### DATA EXCERPTS
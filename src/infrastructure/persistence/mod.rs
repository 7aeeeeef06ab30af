pub mod memory;

pub use memory::InMemoryDatabase;
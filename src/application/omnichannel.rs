use crate::application::business_hours::BusinessHourManager;
use crate::application::lifecycle::BackgroundTask;
use crate::application::routing::RoutingManager;
use crate::application::services::{AgentActivityMonitor, AgentStatusService};
use crate::domain::entities::User;
use crate::domain::errors::DomainResult;
use crate::domain::ports::setting_watcher::{
    SettingWatcher, SETTING_DISABLE_ACTIVITY_MONITOR, SETTING_ENABLE_BUSINESS_HOURS,
    SETTING_ROUTING_METHOD,
};
use crate::domain::ports::task_spawner::TaskSpawner;
use futures::StreamExt;
use serde_json::Value;
use std::future::Future;
use std::sync::Arc;
use tokio::sync::Mutex;

/// Boolean setting values arrive as JSON booleans or as "true"/"false" strings
fn setting_flag(value: &Value) -> Option<bool> {
    match value {
        Value::Bool(flag) => Some(*flag),
        Value::String(s) => s.trim().parse().ok(),
        _ => None,
    }
}

/// Wires settings to the routing, business hour and activity subsystems
pub struct OmnichannelOrchestrator {
    settings: Arc<dyn SettingWatcher>,
    spawner: Arc<dyn TaskSpawner>,
    routing: Arc<RoutingManager>,
    business_hours: Arc<BusinessHourManager>,
    monitor: Arc<AgentActivityMonitor>,
    agent_status: AgentStatusService,
    watchers: Mutex<Vec<BackgroundTask>>,
}

impl OmnichannelOrchestrator {
    pub fn new(
        settings: Arc<dyn SettingWatcher>,
        spawner: Arc<dyn TaskSpawner>,
        routing: Arc<RoutingManager>,
        business_hours: Arc<BusinessHourManager>,
        monitor: Arc<AgentActivityMonitor>,
        agent_status: AgentStatusService,
    ) -> Self {
        Self {
            settings,
            spawner,
            routing,
            business_hours,
            monitor,
            agent_status,
            watchers: Mutex::new(Vec::new()),
        }
    }

    /// Consume one setting's changes in order on a dedicated task
    fn watch_setting<F, Fut>(&self, name: &'static str, on_change: F) -> BackgroundTask
    where
        F: Fn(Value) -> Fut + Send + 'static,
        Fut: Future<Output = ()> + Send + 'static,
    {
        let mut values = self.settings.watch(name);
        BackgroundTask::spawn(
            self.spawner.as_ref(),
            &format!("setting-watcher:{}", name),
            move |cancel| async move {
                loop {
                    tokio::select! {
                        biased;
                        _ = cancel.cancelled() => break,
                        next = values.next() => match next {
                            Some(value) => {
                                tracing::debug!("Setting {} changed to {}", name, value);
                                on_change(value).await;
                            }
                            None => break,
                        },
                    }
                }
            },
        )
    }

    /// Idempotent; later calls leave the existing subscriptions in place
    pub async fn start(&self) -> DomainResult<()> {
        let mut watchers = self.watchers.lock().await;
        if !watchers.is_empty() {
            tracing::debug!("Omnichannel orchestrator already started");
            return Ok(());
        }

        self.business_hours.ensure_default_business_hour().await?;

        let monitor = self.monitor.clone();
        watchers.push(self.watch_setting(SETTING_DISABLE_ACTIVITY_MONITOR, move |value| {
            let monitor = monitor.clone();
            async move {
                match setting_flag(&value) {
                    Some(true) => monitor.stop().await,
                    Some(false) => monitor.start().await,
                    None => tracing::warn!(
                        "Ignoring non-boolean {} value: {}",
                        SETTING_DISABLE_ACTIVITY_MONITOR,
                        value
                    ),
                }
            }
        }));

        let business_hours = self.business_hours.clone();
        watchers.push(self.watch_setting(SETTING_ENABLE_BUSINESS_HOURS, move |value| {
            let business_hours = business_hours.clone();
            async move {
                match setting_flag(&value) {
                    Some(true) => {
                        if let Err(e) = business_hours.start().await {
                            tracing::error!("Failed to start business hour manager: {}", e);
                        }
                    }
                    Some(false) => business_hours.stop().await,
                    None => tracing::warn!(
                        "Ignoring non-boolean {} value: {}",
                        SETTING_ENABLE_BUSINESS_HOURS,
                        value
                    ),
                }
            }
        }));

        let routing = self.routing.clone();
        watchers.push(self.watch_setting(SETTING_ROUTING_METHOD, move |value| {
            let routing = routing.clone();
            async move {
                let Some(name) = value.as_str() else {
                    tracing::warn!("Ignoring non-string {} value: {}", SETTING_ROUTING_METHOD, value);
                    return;
                };
                if let Err(e) = routing.set_active_method(name).await {
                    tracing::error!("Failed to switch routing method to {}: {}", name, e);
                }
            }
        }));

        tracing::info!("Omnichannel orchestrator started");
        Ok(())
    }

    /// Agents going offline on logout; failures are logged, never surfaced
    pub async fn on_logout(&self, user: &User) {
        if let Err(e) = self.agent_status.handle_logout(user).await {
            tracing::error!("Failed to take agent {} offline on logout: {}", user.id, e);
        }
    }

    pub async fn shutdown(&self) {
        let watchers: Vec<_> = self.watchers.lock().await.drain(..).collect();
        for watcher in watchers {
            watcher.stop().await;
        }

        self.monitor.stop().await;
        self.business_hours.stop().await;
        self.routing.stop().await;
        tracing::info!("Omnichannel orchestrator shut down");
    }
}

### TASK DESCRIPTION
Return each line from the data where the string "offline" can be found.

### ANSWER SPACE
    /// Agents going offline on logout; failures are logged, never surfaced
            tracing::error!("Failed to take agent {} offline on logout: {}", user.id, e);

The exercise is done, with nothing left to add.